[DATA EXTRACT]
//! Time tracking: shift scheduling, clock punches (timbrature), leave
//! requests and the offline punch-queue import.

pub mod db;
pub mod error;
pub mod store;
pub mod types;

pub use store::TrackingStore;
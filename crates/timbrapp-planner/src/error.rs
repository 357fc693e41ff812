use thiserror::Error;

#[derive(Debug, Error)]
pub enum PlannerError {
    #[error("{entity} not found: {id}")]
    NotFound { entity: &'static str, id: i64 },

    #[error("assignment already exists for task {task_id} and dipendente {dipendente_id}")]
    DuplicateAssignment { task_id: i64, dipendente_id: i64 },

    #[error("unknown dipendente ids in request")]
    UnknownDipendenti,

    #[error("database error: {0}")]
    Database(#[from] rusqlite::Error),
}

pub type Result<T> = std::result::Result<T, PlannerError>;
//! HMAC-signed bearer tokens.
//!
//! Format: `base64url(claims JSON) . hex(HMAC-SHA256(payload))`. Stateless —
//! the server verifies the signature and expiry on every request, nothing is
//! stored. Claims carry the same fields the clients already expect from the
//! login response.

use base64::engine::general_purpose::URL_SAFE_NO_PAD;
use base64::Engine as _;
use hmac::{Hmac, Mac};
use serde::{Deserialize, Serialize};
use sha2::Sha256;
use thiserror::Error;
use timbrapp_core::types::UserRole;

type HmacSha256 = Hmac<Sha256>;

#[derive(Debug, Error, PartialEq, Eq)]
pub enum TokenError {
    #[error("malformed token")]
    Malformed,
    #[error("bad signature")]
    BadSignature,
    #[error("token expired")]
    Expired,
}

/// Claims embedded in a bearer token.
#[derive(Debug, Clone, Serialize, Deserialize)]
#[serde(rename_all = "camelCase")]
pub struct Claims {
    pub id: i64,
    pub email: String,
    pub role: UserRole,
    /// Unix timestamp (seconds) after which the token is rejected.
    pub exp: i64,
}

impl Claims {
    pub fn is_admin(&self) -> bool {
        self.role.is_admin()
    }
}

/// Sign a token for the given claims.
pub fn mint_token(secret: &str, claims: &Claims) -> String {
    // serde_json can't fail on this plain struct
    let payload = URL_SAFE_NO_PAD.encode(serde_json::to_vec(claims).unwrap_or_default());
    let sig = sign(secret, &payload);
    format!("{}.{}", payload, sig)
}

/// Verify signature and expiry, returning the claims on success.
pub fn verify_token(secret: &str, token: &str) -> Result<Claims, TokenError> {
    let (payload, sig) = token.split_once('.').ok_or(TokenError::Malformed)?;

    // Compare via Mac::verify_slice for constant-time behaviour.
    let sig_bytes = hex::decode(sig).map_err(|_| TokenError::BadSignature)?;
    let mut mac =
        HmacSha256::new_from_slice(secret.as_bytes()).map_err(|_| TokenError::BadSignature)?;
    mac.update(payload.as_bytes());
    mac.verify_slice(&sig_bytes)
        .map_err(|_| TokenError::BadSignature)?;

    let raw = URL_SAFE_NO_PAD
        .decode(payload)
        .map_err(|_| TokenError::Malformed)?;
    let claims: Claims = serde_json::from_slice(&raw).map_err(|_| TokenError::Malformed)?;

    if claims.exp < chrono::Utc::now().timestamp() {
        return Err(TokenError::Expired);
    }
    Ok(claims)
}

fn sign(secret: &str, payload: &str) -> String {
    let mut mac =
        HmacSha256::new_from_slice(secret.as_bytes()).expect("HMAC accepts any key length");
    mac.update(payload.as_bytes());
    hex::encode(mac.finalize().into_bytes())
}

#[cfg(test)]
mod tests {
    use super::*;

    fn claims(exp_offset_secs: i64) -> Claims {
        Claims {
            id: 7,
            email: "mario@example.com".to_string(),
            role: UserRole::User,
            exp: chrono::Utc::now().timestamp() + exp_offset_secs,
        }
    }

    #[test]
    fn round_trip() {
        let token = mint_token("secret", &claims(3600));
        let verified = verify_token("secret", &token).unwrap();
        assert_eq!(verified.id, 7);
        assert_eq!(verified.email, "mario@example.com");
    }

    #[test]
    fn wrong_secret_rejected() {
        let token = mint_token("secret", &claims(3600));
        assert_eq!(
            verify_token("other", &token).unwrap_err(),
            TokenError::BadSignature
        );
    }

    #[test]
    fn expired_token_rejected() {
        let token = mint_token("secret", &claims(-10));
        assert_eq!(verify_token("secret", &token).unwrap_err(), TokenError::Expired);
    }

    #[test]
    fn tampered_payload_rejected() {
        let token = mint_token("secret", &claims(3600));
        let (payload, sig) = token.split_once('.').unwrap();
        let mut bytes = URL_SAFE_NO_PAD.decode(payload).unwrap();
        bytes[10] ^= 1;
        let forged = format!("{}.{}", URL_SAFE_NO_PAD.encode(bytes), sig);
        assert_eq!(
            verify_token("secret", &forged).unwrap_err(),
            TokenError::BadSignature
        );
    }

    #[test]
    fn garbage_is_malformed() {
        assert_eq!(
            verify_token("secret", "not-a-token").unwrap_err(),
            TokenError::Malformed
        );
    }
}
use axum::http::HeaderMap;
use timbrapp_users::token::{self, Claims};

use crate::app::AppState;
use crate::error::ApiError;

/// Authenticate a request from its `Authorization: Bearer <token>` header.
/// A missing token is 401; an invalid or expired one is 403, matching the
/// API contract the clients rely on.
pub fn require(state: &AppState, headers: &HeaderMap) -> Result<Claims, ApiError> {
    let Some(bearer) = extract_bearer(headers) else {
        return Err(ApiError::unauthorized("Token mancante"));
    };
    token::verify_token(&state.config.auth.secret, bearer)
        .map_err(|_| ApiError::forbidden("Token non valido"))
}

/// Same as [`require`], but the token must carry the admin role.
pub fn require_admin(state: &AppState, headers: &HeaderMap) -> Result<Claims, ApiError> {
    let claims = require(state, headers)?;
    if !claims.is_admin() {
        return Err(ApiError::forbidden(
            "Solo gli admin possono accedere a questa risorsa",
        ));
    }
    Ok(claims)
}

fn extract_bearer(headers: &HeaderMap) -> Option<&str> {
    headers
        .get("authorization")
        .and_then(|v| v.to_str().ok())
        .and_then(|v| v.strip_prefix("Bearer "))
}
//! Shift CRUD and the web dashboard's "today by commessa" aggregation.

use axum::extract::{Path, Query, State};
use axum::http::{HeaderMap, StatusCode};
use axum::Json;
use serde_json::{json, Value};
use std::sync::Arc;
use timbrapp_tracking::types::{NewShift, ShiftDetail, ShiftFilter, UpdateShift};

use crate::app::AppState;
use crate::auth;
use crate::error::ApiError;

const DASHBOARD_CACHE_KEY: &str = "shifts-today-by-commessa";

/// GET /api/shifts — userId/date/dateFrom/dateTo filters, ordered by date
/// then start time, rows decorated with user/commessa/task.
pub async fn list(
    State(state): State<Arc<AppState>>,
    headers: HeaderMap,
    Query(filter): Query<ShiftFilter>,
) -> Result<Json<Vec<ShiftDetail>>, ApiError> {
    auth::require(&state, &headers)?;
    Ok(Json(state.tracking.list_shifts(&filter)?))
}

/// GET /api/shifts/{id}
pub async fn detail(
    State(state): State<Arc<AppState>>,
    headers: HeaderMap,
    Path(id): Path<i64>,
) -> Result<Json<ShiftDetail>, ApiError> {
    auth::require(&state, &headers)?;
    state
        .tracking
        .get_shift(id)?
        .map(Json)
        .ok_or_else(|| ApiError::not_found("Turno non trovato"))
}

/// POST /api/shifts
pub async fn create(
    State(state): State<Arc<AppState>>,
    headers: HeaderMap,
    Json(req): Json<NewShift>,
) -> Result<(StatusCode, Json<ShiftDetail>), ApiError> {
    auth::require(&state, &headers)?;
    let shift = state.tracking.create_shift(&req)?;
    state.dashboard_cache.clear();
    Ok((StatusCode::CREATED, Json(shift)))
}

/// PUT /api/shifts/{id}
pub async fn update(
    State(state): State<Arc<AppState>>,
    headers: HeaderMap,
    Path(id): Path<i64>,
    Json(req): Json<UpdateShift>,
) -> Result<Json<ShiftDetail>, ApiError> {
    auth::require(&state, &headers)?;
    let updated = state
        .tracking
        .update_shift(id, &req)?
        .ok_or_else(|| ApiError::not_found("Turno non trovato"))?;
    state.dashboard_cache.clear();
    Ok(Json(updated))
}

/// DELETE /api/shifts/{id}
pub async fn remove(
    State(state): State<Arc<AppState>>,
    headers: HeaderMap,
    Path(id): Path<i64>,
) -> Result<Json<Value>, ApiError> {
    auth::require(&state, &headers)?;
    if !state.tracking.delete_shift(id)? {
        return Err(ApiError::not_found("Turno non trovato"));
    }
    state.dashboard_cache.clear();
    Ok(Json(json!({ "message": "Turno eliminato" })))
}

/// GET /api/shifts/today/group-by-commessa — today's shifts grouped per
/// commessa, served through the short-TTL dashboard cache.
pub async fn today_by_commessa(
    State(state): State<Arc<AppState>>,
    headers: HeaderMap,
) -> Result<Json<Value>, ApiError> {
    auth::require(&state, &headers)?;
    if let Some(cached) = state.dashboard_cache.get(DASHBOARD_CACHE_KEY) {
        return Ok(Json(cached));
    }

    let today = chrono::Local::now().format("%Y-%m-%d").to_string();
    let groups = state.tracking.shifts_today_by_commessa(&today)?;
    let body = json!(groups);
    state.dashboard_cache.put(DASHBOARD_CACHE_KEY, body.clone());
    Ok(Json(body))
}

[PROBLEM TO SOLVE]
Say how many lines of the data above have the string "example" in them, and write nothing besides that number.

[OUTPUT FOR THIS EXERCISE]
2